I don't think this is about the subtitles at all. I think he feels resentful that he's not your number one priority, and he's essentially throwing all his toys out the pram over it. He's being stubborn and immature. He's making you feel that you should be picking him over your DD. Disgusting behaviour.

OneTC · 11/07/2024 13:16

I don't love subtitles but if someone else wanted or needed them that's cool because I'm not a dick

Megifer · 11/07/2024 13:16

Tell this arsehole to get over himself.

Yea its distracting at first but tough shit. Your DD needs the subtitles, he'd prefer they weren't on, so it's a total no brainer.

Imagine your DD told you her DP doesn't let her have subtitles on in their own home, what would your reaction be?

PickAChew · 11/07/2024 13:16

He's being an arsehole. An even bigger, shittier arsehole when he's not even interested in the program.

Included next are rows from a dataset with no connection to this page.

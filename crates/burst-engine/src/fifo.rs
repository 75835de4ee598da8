//! Elastic buffer between the read and write sides.
//!
//! Bounded FIFO of raw words. The producer checks [`free`](ElasticBuffer::free)
//! before committing to a burst; a push into a full buffer is reported, never
//! dropped.

use std::collections::VecDeque;

use crate::error::{EngineError, Result};

/// Bounded, order-preserving word FIFO
#[derive(Debug, Clone)]
pub struct ElasticBuffer {
    words: VecDeque<u32>,
    depth: u32,
    peak: u32,
}

impl ElasticBuffer {
    /// Create an empty buffer holding at most `depth` words
    pub fn new(depth: u32) -> Self {
        Self {
            words: VecDeque::with_capacity(depth as usize),
            depth,
            peak: 0,
        }
    }

    /// Append a word
    ///
    /// # Errors
    ///
    /// Returns [`EngineError::BufferOverflow`] if the buffer is full; the
    /// word is not stored.
    pub fn push(&mut self, word: u32) -> Result<()> {
        if self.is_full() {
            return Err(EngineError::BufferOverflow { depth: self.depth });
        }
        self.words.push_back(word);
        self.peak = self.peak.max(self.len());
        Ok(())
    }

    /// Remove the oldest word
    pub fn pop(&mut self) -> Option<u32> {
        self.words.pop_front()
    }

    /// Oldest word without removing it
    pub fn front(&self) -> Option<u32> {
        self.words.front().copied()
    }

    /// Words stored
    #[allow(clippy::cast_possible_truncation)]
    pub fn len(&self) -> u32 {
        // bounded by depth, which is a u32
        self.words.len() as u32
    }

    /// Free slots
    pub fn free(&self) -> u32 {
        self.depth - self.len()
    }

    /// Capacity in words
    pub const fn depth(&self) -> u32 {
        self.depth
    }

    /// Buffer holds no word
    pub fn is_empty(&self) -> bool {
        self.words.is_empty()
    }

    /// Buffer holds `depth` words
    pub fn is_full(&self) -> bool {
        self.len() >= self.depth
    }

    /// Highest occupancy since the last [`clear`](Self::clear)
    pub const fn peak_occupancy(&self) -> u32 {
        self.peak
    }

    /// Drop all words and reset the occupancy high-water mark
    pub fn clear(&mut self) {
        self.words.clear();
        self.peak = 0;
    }
}

#[cfg(test)]
mod tests {
    use super::*;

    #[test]
    fn fifo_order_preserved() {
        let mut buf = ElasticBuffer::new(4);
        for w in [10, 20, 30] {
            buf.push(w).unwrap();
        }
        assert_eq!(buf.front(), Some(10));
        assert_eq!(buf.pop(), Some(10));
        buf.push(40).unwrap();
        let drained: Vec<_> = std::iter::from_fn(|| buf.pop()).collect();
        assert_eq!(drained, vec![20, 30, 40]);
        assert!(buf.is_empty());
        assert_eq!(buf.pop(), None);
    }

    #[test]
    fn full_buffer_rejects_push() {
        let mut buf = ElasticBuffer::new(2);
        buf.push(1).unwrap();
        buf.push(2).unwrap();
        assert!(buf.is_full());
        assert_eq!(buf.free(), 0);
        assert_eq!(buf.push(3), Err(EngineError::BufferOverflow { depth: 2 }));
        assert_eq!(buf.len(), 2);
        assert_eq!(buf.pop(), Some(1));
    }

    #[test]
    fn peak_tracks_high_water_mark() {
        let mut buf = ElasticBuffer::new(8);
        for w in 0..5 {
            buf.push(w).unwrap();
        }
        for _ in 0..4 {
            buf.pop();
        }
        buf.push(9).unwrap();
        assert_eq!(buf.peak_occupancy(), 5);
        buf.clear();
        assert_eq!(buf.peak_occupancy(), 0);
        assert_eq!(buf.free(), 8);
    }
}
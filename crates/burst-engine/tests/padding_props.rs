//! Property tests for the padding law and the transferred extent.

use burst_chip::regs::{LENGTH, SLOT_5};
use burst_chip::{effective_length, Variant};
use burst_engine::prelude::*;
use burst_engine::RegisterFile;
use proptest::prelude::*;

fn burst_words() -> impl Strategy<Value = u32> {
    (0u32..=8).prop_map(|shift| 1 << shift)
}

proptest! {
    #[test]
    fn padded_length_is_smallest_burst_multiple(
        requested in 0u32..0xFFF0_0000,
        rd in burst_words(),
    ) {
        let unit = rd * 4;
        let effective = effective_length(requested, rd).unwrap();
        prop_assert!(effective >= requested);
        prop_assert_eq!(effective % unit, 0);
        prop_assert!(effective - requested < unit);
    }

    #[test]
    fn length_register_reads_back_padded(
        requested in 0u32..0xFFF0_0000,
        rd in burst_words(),
    ) {
        let mut csr = RegisterFile::new(&EngineConfig::for_variant(Variant::MultiplyDivide));
        csr.write(SLOT_5, rd, false);
        csr.write(LENGTH, requested, false);
        let first = csr.read(LENGTH);
        prop_assert_eq!(Some(first), effective_length(requested, rd));
        prop_assert_eq!(csr.read(LENGTH), first);
    }
}

proptest! {
    #![proptest_config(ProptestConfig::with_cases(24))]

    #[test]
    fn transfer_covers_exactly_the_effective_length(
        requested in 0u32..4096,
        rd in prop::sample::select(vec![8u32, 16, 32, 64]),
        wr in prop::sample::select(vec![4u32, 16, 64, 128]),
    ) {
        const SRC: u32 = 0x1_0000;
        const DST: u32 = 0x4_0000;
        const SENTINEL: u32 = 0xDEAD_BEEF;

        // programmable bursts, plain copy
        let caps = Capabilities {
            programmable_read_burst: true,
            programmable_write_burst: true,
            ..Capabilities::default()
        };
        let engine = BurstEngine::new(EngineConfig::with_capabilities(caps)).unwrap();
        let mut host = Host::new(engine, MemorySlave::ideal());
        host.slave_mut().memory_mut().fill(SRC, (0..2048).map(|i| i + 1));
        host.slave_mut().memory_mut().fill(DST, std::iter::repeat(SENTINEL).take(2048));

        let request = TransferRequest::new(SRC, DST, requested)
            .with_read_burst(rd)
            .with_write_burst(wr);
        let stats = host.run(&request, 100_000).unwrap();

        let effective = effective_length(requested, rd).unwrap();
        let words = effective / 4;
        prop_assert_eq!(stats.words_written, words);
        let dst = host.slave().memory().read_range(DST, 2048);
        for (i, &w) in (0u32..).zip(&dst) {
            if i < words {
                prop_assert_eq!(w, i + 1);
            } else {
                prop_assert_eq!(w, SENTINEL);
            }
        }
    }
}
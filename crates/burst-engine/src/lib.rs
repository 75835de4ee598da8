//! Cycle model of a memory-to-memory burst DMA engine.
//!
//! One call to [`BurstEngine::step`] is one clock edge. The engine talks to
//! the outside world through two ports: a CSR port (one [`CsrRequest`] per
//! step) and a split read/write bus master port behind the [`BusSlave`]
//! trait.
//!
//! # Data path
//!
//! ```text
//!  source ──► ReadMaster ──► ElasticBuffer ──► TransformPipeline ──► staging ──► WriteMaster ──► destination
//!                 ▲                                                                   ▲
//!                 └────────────── TransferController ◄── RegisterFile (CSR) ──────────┘
//! ```
//!
//! # Quick start
//!
//! ```
//! use burst_chip::Variant;
//! use burst_engine::{BurstEngine, EngineConfig, Host, MemorySlave, TransferRequest};
//!
//! # fn main() -> burst_engine::Result<()> {
//! let engine = BurstEngine::new(EngineConfig::for_variant(Variant::Pipelined))?;
//! let mut host = Host::new(engine, MemorySlave::ideal());
//! host.slave_mut().memory_mut().fill(0x1000, (0..512).map(|i| 0xA000 + i));
//!
//! let stats = host.run(&TransferRequest::new(0x1000, 0x5000, 2048), 100_000)?;
//! assert_eq!(stats.words_written, 512);
//! assert_eq!(host.slave().memory().read_word(0x5000), 0xA000);
//! # Ok(())
//! # }
//! ```
//!
//! Around the engine, the crate ships the collaborators needed to run it end
//! to end: a [`MemorySlave`] with seeded back-pressure, a [`Host`] that polls
//! STATUS like control software would, and a [`ReferenceModel`] giving the
//! expected destination image.

#![warn(missing_docs)]
#![warn(clippy::all, clippy::pedantic)]
#![allow(clippy::module_name_repetitions)]
#![allow(clippy::must_use_candidate)]
#![allow(clippy::doc_markdown)]

pub mod bus;
mod config;
pub mod controller;
pub mod csr;
mod engine;
mod error;
pub mod fifo;
mod host;
pub mod memory;
pub mod read_master;
mod reference;
mod stats;
pub mod transform;
pub mod write_master;

pub use bus::{BusCommand, BusResponse, BusSlave, DataBeat};
pub use config::EngineConfig;
pub use controller::{ControllerState, TransferPlan};
pub use csr::{RegisterFile, TransferConfig};
pub use engine::{BurstEngine, CsrRequest, StepReport};
pub use error::{EngineError, Result};
pub use fifo::ElasticBuffer;
pub use host::{Host, TransferRequest, DEFAULT_POLL_INTERVAL, DEFAULT_TIMEOUT_CYCLES};
pub use memory::{MemorySlave, ReadAcceptance, SlaveConfig, SparseMemory};
pub use reference::ReferenceModel;
pub use stats::{TransferProgress, TransferStats};
pub use transform::TransformPipeline;

/// Commonly used types.
pub mod prelude {
    pub use crate::{
        BurstEngine, ControllerState, CsrRequest, EngineConfig, EngineError, Host, MemorySlave,
        ReferenceModel, Result, SlaveConfig, SparseMemory, TransferRequest, TransferStats,
    };
    pub use burst_chip::{Capabilities, Register, Variant};
}
//! CSR register map of the burst engine.
//!
//! Registers are 32 bits wide and addressed by word index (byte offset is
//! `index * 4`). Indices 0..=4 are common to every variant; indices 5..=7
//! depend on the capability set, see [`RegisterLayout`].
//!
//! ```text
//! idx  name       access  meaning
//! ───  ─────────  ──────  ────────────────────────────────────────────────
//!  0   CONTROL    W       bit0 start (pulse), ignored unless idle
//!  1   STATUS     R/W1C   bit0 done (write 1 to clear), bit1 busy (RO)
//!  2   SRC_ADDR   R/W     source base address
//!  3   DST_ADDR   R/W     destination base address
//!  4   LENGTH     R/W     write: requested bytes, read: padded bytes
//!  5   RD_BURST   R/W     read burst words      (programmable read burst)
//!      COEFF      R/W     transform coefficient (otherwise, with transform)
//!  6   WR_BURST   R/W     write burst words     (programmable write burst)
//!  7   COEFF      R/W     transform coefficient (when 5 is RD_BURST)
//! ```

use crate::variant::Capabilities;

// ── Common registers ─────────────────────────────────────────────────────────

/// Control register. Write-only.
pub const CONTROL: u32 = 0;
/// Status register. Read / write-one-to-clear.
pub const STATUS: u32 = 1;
/// Source base address.
pub const SRC_ADDR: u32 = 2;
/// Destination base address.
pub const DST_ADDR: u32 = 3;
/// Requested length on write, padded effective length on read.
pub const LENGTH: u32 = 4;

// ── Variant-dependent registers ──────────────────────────────────────────────

/// Shared slot: read burst size or transform coefficient.
pub const SLOT_5: u32 = 5;
/// Write burst size (programmable write burst only).
pub const WR_BURST: u32 = 6;
/// Transform coefficient when slot 5 holds the read burst size.
pub const COEFF_HIGH: u32 = 7;

/// Number of word slots decoded by the CSR block.
pub const REGISTER_COUNT: u32 = 8;

/// Bytes per register / per bus word.
pub const WORD_BYTES: u32 = 4;

// ── Bit definitions ──────────────────────────────────────────────────────────

/// CONTROL register bits
pub mod control {
    /// Start a transfer (pulse, self-clearing).
    pub const START: u32 = 1 << 0;
}

/// STATUS register bits
pub mod status {
    /// Transfer complete. Write 1 to clear.
    pub const DONE: u32 = 1 << 0;
    /// Transfer configured or running. Read-only.
    pub const BUSY: u32 = 1 << 1;
}

// ── Reset values ─────────────────────────────────────────────────────────────

/// Burst size of the fixed-burst variants, in words.
pub const DEFAULT_BURST_WORDS: u32 = 256;
/// Coefficient after reset (identity multiply).
pub const RESET_COEFFICIENT: u32 = 1;

/// Named register at a decoded index.
#[derive(Debug, Clone, Copy, PartialEq, Eq, Hash)]
pub enum Register {
    /// Start pulse
    Control,
    /// Done (W1C) and busy
    Status,
    /// Source base address
    SrcAddr,
    /// Destination base address
    DstAddr,
    /// Requested / effective length
    Length,
    /// Read burst size (words)
    ReadBurst,
    /// Write burst size (words)
    WriteBurst,
    /// Transform coefficient
    Coefficient,
}

impl Register {
    /// Mnemonic as used in the register table.
    pub const fn name(self) -> &'static str {
        match self {
            Self::Control => "CONTROL",
            Self::Status => "STATUS",
            Self::SrcAddr => "SRC_ADDR",
            Self::DstAddr => "DST_ADDR",
            Self::Length => "LENGTH",
            Self::ReadBurst => "RD_BURST",
            Self::WriteBurst => "WR_BURST",
            Self::Coefficient => "COEFF",
        }
    }

    /// Access mode string.
    pub const fn access(self) -> &'static str {
        match self {
            Self::Control => "W",
            Self::Status => "R/W1C",
            _ => "R/W",
        }
    }
}

impl std::fmt::Display for Register {
    fn fmt(&self, f: &mut std::fmt::Formatter<'_>) -> std::fmt::Result {
        f.write_str(self.name())
    }
}

/// Index → register decode for one capability set.
#[derive(Debug, Clone, Copy, PartialEq, Eq)]
pub struct RegisterLayout {
    slots: [Option<Register>; REGISTER_COUNT as usize],
}

impl RegisterLayout {
    /// Decode table for the given capabilities.
    pub const fn for_capabilities(caps: &Capabilities) -> Self {
        let slot5 = if caps.programmable_read_burst {
            Some(Register::ReadBurst)
        } else if caps.has_transform_pipeline {
            Some(Register::Coefficient)
        } else {
            None
        };
        let slot6 = if caps.programmable_write_burst {
            Some(Register::WriteBurst)
        } else {
            None
        };
        let slot7 = if caps.has_transform_pipeline && caps.programmable_read_burst {
            Some(Register::Coefficient)
        } else {
            None
        };

        Self {
            slots: [
                Some(Register::Control),
                Some(Register::Status),
                Some(Register::SrcAddr),
                Some(Register::DstAddr),
                Some(Register::Length),
                slot5,
                slot6,
                slot7,
            ],
        }
    }

    /// Register decoded at `index`, `None` if the slot is unmapped.
    pub fn decode(&self, index: u32) -> Option<Register> {
        self.slots.get(index as usize).copied().flatten()
    }

    /// Index of a register, `None` if this layout does not expose it.
    pub fn index_of(&self, reg: Register) -> Option<u32> {
        self.slots
            .iter()
            .position(|slot| *slot == Some(reg))
            .map(|i| i as u32)
    }

    /// Iterate over mapped `(index, register)` pairs.
    pub fn iter(&self) -> impl Iterator<Item = (u32, Register)> + '_ {
        self.slots
            .iter()
            .enumerate()
            .filter_map(|(i, slot)| slot.map(|reg| (i as u32, reg)))
    }
}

I need subtitles as I struggle to hear some frequencies, mostly affecting deep male voices. I miss so much less because of them. I only turn them off when they're particularly bad live ones which are out of sync with the speech as those ones are sometimes more distracting than helpful for me.

ActualChips · 11/07/2024 13:17

You absolutely must prioritise your child over your boyfriend. How can you doubt this? I find that quite shocking.
Get the man away from your child, he has no right resenting her and should have been dumped long ago. Being resented and bullied by some bloke in her home is going to have damaged her.

AllProperTeaIsTheft · 11/07/2024 13:18

Well of course you're prioritising your dd. Quite rightly so.